▶ [BRIEF] All of the records shown below need to be copied with no differences.

▼

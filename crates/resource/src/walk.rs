use std::io;
use std::path::{Path, PathBuf};

use walkdir::WalkDir;

/// Recursively lists regular files under `root` as `(relative name, path)`,
/// sorted by name. Relative names always use `/` separators.
///
/// Symlinks are not followed.
pub fn collect_files(root: &Path) -> io::Result<Vec<(String, PathBuf)>> {
    let mut files = Vec::new();
    for entry in WalkDir::new(root).follow_links(false).sort_by_file_name() {
        let entry = entry?;
        if !entry.file_type().is_file() {
            continue;
        }
        let Some(name) = relative_name(root, entry.path()) else {
            log::warn!("Skipping non UTF-8 asset path {}", entry.path().display());
            continue;
        };
        files.push((name, entry.into_path()));
    }

    // Per-directory ordering differs from full-name ordering once names nest.
    files.sort_by(|a, b| a.0.cmp(&b.0));
    Ok(files)
}

fn relative_name(root: &Path, path: &Path) -> Option<String> {
    let relative = path.strip_prefix(root).ok()?;
    let parts = relative
        .components()
        .map(|c| c.as_os_str().to_str())
        .collect::<Option<Vec<_>>>()?;
    Some(parts.join("/"))
}

#[cfg(test)]
mod tests {
    use super::*;
    use std::fs;
    use tempfile::tempdir;

    #[test]
    fn test_collect_files_nested_and_sorted() {
        let dir = tempdir().unwrap();
        fs::create_dir_all(dir.path().join("fonts/mono")).unwrap();
        fs::write(dir.path().join("go.css"), b"css").unwrap();
        fs::write(dir.path().join("fonts/mono/Go-Mono.woff2"), b"m").unwrap();
        fs::write(dir.path().join("fonts/Go-Bold.woff2"), b"b").unwrap();

        let names: Vec<String> = collect_files(dir.path())
            .unwrap()
            .into_iter()
            .map(|(name, _)| name)
            .collect();
        assert_eq!(
            names,
            ["fonts/Go-Bold.woff2", "fonts/mono/Go-Mono.woff2", "go.css"]
        );
    }

    #[test]
    fn test_collect_files_missing_root_is_error() {
        let dir = tempdir().unwrap();
        let err = collect_files(&dir.path().join("absent")).unwrap_err();
        assert_eq!(err.kind(), io::ErrorKind::NotFound);
    }

    #[cfg(unix)]
    #[test]
    fn test_collect_files_skips_symlinks() {
        let dir = tempdir().unwrap();
        let outside = tempdir().unwrap();
        fs::write(outside.path().join("secret.txt"), b"s").unwrap();
        std::os::unix::fs::symlink(outside.path(), dir.path().join("link")).unwrap();
        fs::write(dir.path().join("go.css"), b"css").unwrap();

        let files = collect_files(dir.path()).unwrap();
        assert_eq!(files.len(), 1);
        assert_eq!(files[0].0, "go.css");
    }
}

▲

▶ [SOLUTION BELOW]
filename crates/resource/src/walk.rs
use std::io;
use std::path::{Path, PathBuf};

use walkdir::WalkDir;

/// Recursively lists regular files under `root` as `(relative name, path)`,
/// sorted by name. Relative names always use `/` separators.
///
/// Symlinks are not followed.
pub fn collect_files(root: &Path) -> io::Result<Vec<(String, PathBuf)>> {
    let mut files = Vec::new();
    for entry in WalkDir::new(root).follow_links(false).sort_by_file_name() {
        let entry = entry?;
        if !entry.file_type().is_file() {
            continue;
        }
        let Some(name) = relative_name(root, entry.path()) else {
            log::warn!("Skipping non UTF-8 asset path {}", entry.path().display());
            continue;
        };
        files.push((name, entry.into_path()));
    }

    // Per-directory ordering differs from full-name ordering once names nest.
    files.sort_by(|a, b| a.0.cmp(&b.0));
    Ok(files)
}

fn relative_name(root: &Path, path: &Path) -> Option<String> {
    let relative = path.strip_prefix(root).ok()?;
    let parts = relative
        .components()
        .map(|c| c.as_os_str().to_str())
        .collect::<Option<Vec<_>>>()?;
    Some(parts.join("/"))
}

#[cfg(test)]
mod tests {
    use super::*;
    use std::fs;
    use tempfile::tempdir;

    #[test]
    fn test_collect_files_nested_and_sorted() {
        let dir = tempdir().unwrap();
        fs::create_dir_all(dir.path().join("fonts/mono")).unwrap();
        fs::write(dir.path().join("go.css"), b"css").unwrap();
        fs::write(dir.path().join("fonts/mono/Go-Mono.woff2"), b"m").unwrap();
        fs::write(dir.path().join("fonts/Go-Bold.woff2"), b"b").unwrap();

        let names: Vec<String> = collect_files(dir.path())
            .unwrap()
            .into_iter()
            .map(|(name, _)| name)
            .collect();
        assert_eq!(
            names,
            ["fonts/Go-Bold.woff2", "fonts/mono/Go-Mono.woff2", "go.css"]
        );
    }

    #[test]
    fn test_collect_files_missing_root_is_error() {
        let dir = tempdir().unwrap();
        let err = collect_files(&dir.path().join("absent")).unwrap_err();
        assert_eq!(err.kind(), io::ErrorKind::NotFound);
    }

    #[cfg(unix)]
    #[test]
    fn test_collect_files_skips_symlinks() {
        let dir = tempdir().unwrap();
        let outside = tempdir().unwrap();
        fs::write(outside.path().join("secret.txt"), b"s").unwrap();
        std::os::unix::fs::symlink(outside.path(), dir.path().join("link")).unwrap();
        fs::write(dir.path().join("go.css"), b"css").unwrap();

        let files = collect_files(dir.path()).unwrap();
        assert_eq!(files.len(), 1);
        assert_eq!(files[0].0, "go.css");
    }
}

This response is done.